_Instructions to follow_
Lines holding the word "UploadConfig": how many does the material below have? Answer with nothing but the number.

_Data for this task_
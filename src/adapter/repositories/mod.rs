//! Repository Implementations
//!
//! Domain層のRepositoryトレイトの実装

pub mod file_video_repository;
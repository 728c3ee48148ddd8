//! # Domain Repositories
//!
//! Repository trait（インターフェース）定義
//!
//! ## 特徴
//!
//! - Domain層では実装を持たない（traitの定義のみ）
//! - Adapter層で具体的な実装を提供
//! - 依存性逆転の原則（DIP）を実現

pub mod mail_repository;
pub mod storage_repository;
pub mod video_repository;
//! # Upload Configuration DTO
//!
//! アップロード設定のData Transfer Object

/// 通知メールの設定
#[derive(Debug, Clone, PartialEq, Eq)]
pub struct NotificationConfig {
    /// 差出人の表示名
    pub from_name: String,
    /// 差出人アドレス
    pub sender: String,
    /// 宛先（展開済み）
    pub recipients: Vec<String>,
    /// 件名のテンプレート（カメラ名が付加される）
    pub subject: String,
    /// 本文の先頭行
    pub message: String,
}

/// アップロード設定
///
/// 1回の実行で使うオプション。設定ファイルから作られ、実行中は変更されない。
#[derive(Debug, Clone, PartialEq, Eq)]
pub struct UploadConfig {
    /// アップロード先のメインフォルダ名
    pub folder: String,
    /// メインフォルダの下に日付フォルダを作るかどうか
    pub daily_folders: bool,
    /// アップロード後にメールを送るかどうか
    pub send_email: bool,
    /// アップロード後にローカルファイルを削除するかどうか
    pub delete_after_upload: bool,
    pub notification: NotificationConfig,
}

impl UploadConfig {
    /// 新しいアップロード設定を作成します。
    ///
    /// # 例
    ///
    /// ```
    /// use motion_uploader::application::dto::upload_config::{NotificationConfig, UploadConfig};
    ///
    /// let notification = NotificationConfig {
    ///     from_name: "Motion".to_string(),
    ///     sender: "motion@example.com".to_string(),
    ///     recipients: vec!["alice@example.com".to_string()],
    ///     subject: "Motion detected".to_string(),
    ///     message: "A new video was uploaded".to_string(),
    /// };
    ///
    /// let config = UploadConfig::new("motion".to_string(), true, true, false, notification);
    ///
    /// assert!(config.daily_folders);
    /// assert!(config.send_email);
    /// assert!(!config.delete_after_upload);
    /// ```
    pub fn new(
        folder: String,
        daily_folders: bool,
        send_email: bool,
        delete_after_upload: bool,
        notification: NotificationConfig,
    ) -> Self {
        Self {
            folder,
            daily_folders,
            send_email,
            delete_after_upload,
            notification,
        }
    }
}
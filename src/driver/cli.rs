//! CLI Argument Parsing
//!
//! CLIの引数解析

use std::path::PathBuf;

use anyhow::{bail, Result};
use clap::Parser;

/// 動画をGoogle Driveにアップロードし、メールで通知するCLI
#[derive(Parser, Debug, Clone)]
#[command(name = "motion-uploader")]
#[command(about = "Motion Uploader - uploads videos to Google Drive", long_about = None)]
pub struct Args {
    /// Config file path
    pub config: PathBuf,

    /// Video file to upload
    pub video: PathBuf,
}

impl Args {
    /// 両方のパスが存在することを確認する
    ///
    /// 設定ファイルの解析より前に呼ばれる
    pub fn validate(&self) -> Result<()> {
        if !self.config.exists() {
            bail!("Config file does not exist [{}]", self.config.display());
        }
        if !self.video.exists() {
            bail!("Video file does not exist [{}]", self.video.display());
        }
        Ok(())
    }
}
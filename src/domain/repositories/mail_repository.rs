//! # Mail Repository Trait
//!
//! 通知メール送信を抽象化

use async_trait::async_trait;

#[cfg(test)]
use mockall::automock;

use crate::domain::entities::notification::Notification;
use crate::domain::error::Result;

/// メール送信
#[cfg_attr(test, automock)]
#[async_trait]
pub trait Mailer: Send + Sync {
    /// 通知を全ての宛先に一度だけ送信する（リトライなし）
    ///
    /// # Errors
    ///
    /// 接続・認証・送信のいずれかに失敗した場合に
    /// `UploaderError::Notification` を返す
    async fn send(&self, notification: &Notification) -> Result<()>;
}
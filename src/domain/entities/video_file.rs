//! # VideoFile Entity
//!
//! アップロード対象のローカル動画ファイル

use std::path::{Path, PathBuf};

/// サムネイル画像の固定ファイル名（動画と同じディレクトリに置かれる）
pub const THUMBNAIL_FILE_NAME: &str = "motion.jpg";

/// ローカル動画ファイル
///
/// コマンドライン引数で渡されたパスと、そこから導出される値を保持する
#[derive(Debug, Clone, PartialEq, Eq)]
pub struct VideoFile {
    path: PathBuf,
    file_name: String,
    camera_name: Option<String>,
}

impl VideoFile {
    /// パスから動画ファイルを作成します。
    ///
    /// ファイル名（拡張子込み）と、直上のディレクトリ名から
    /// カメラ名を導出します。
    ///
    /// # 例
    ///
    /// ```
    /// use motion_uploader::domain::entities::video_file::VideoFile;
    ///
    /// let video = VideoFile::new("/var/motion/garden/01-20150321.avi");
    /// assert_eq!(video.file_name(), "01-20150321.avi");
    /// assert_eq!(video.camera_name(), Some("garden"));
    /// ```
    pub fn new(path: impl Into<PathBuf>) -> Self {
        let path = path.into();
        let file_name = path
            .file_name()
            .map(|n| n.to_string_lossy().to_string())
            .unwrap_or_else(|| path.to_string_lossy().to_string());
        let camera_name = path
            .parent()
            .and_then(Path::file_name)
            .map(|n| n.to_string_lossy().to_string())
            .filter(|n| !n.is_empty());

        Self {
            path,
            file_name,
            camera_name,
        }
    }

    pub fn path(&self) -> &Path {
        &self.path
    }

    /// 拡張子を含むファイル名
    pub fn file_name(&self) -> &str {
        &self.file_name
    }

    /// 直上のディレクトリ名（ルート直下やディレクトリ無しの場合は None）
    pub fn camera_name(&self) -> Option<&str> {
        self.camera_name.as_deref()
    }

    /// 同じディレクトリにあるサムネイル画像のパス
    pub fn thumbnail_path(&self) -> PathBuf {
        match self.path.parent() {
            Some(dir) => dir.join(THUMBNAIL_FILE_NAME),
            None => PathBuf::from(THUMBNAIL_FILE_NAME),
        }
    }
}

_Solved problem_
4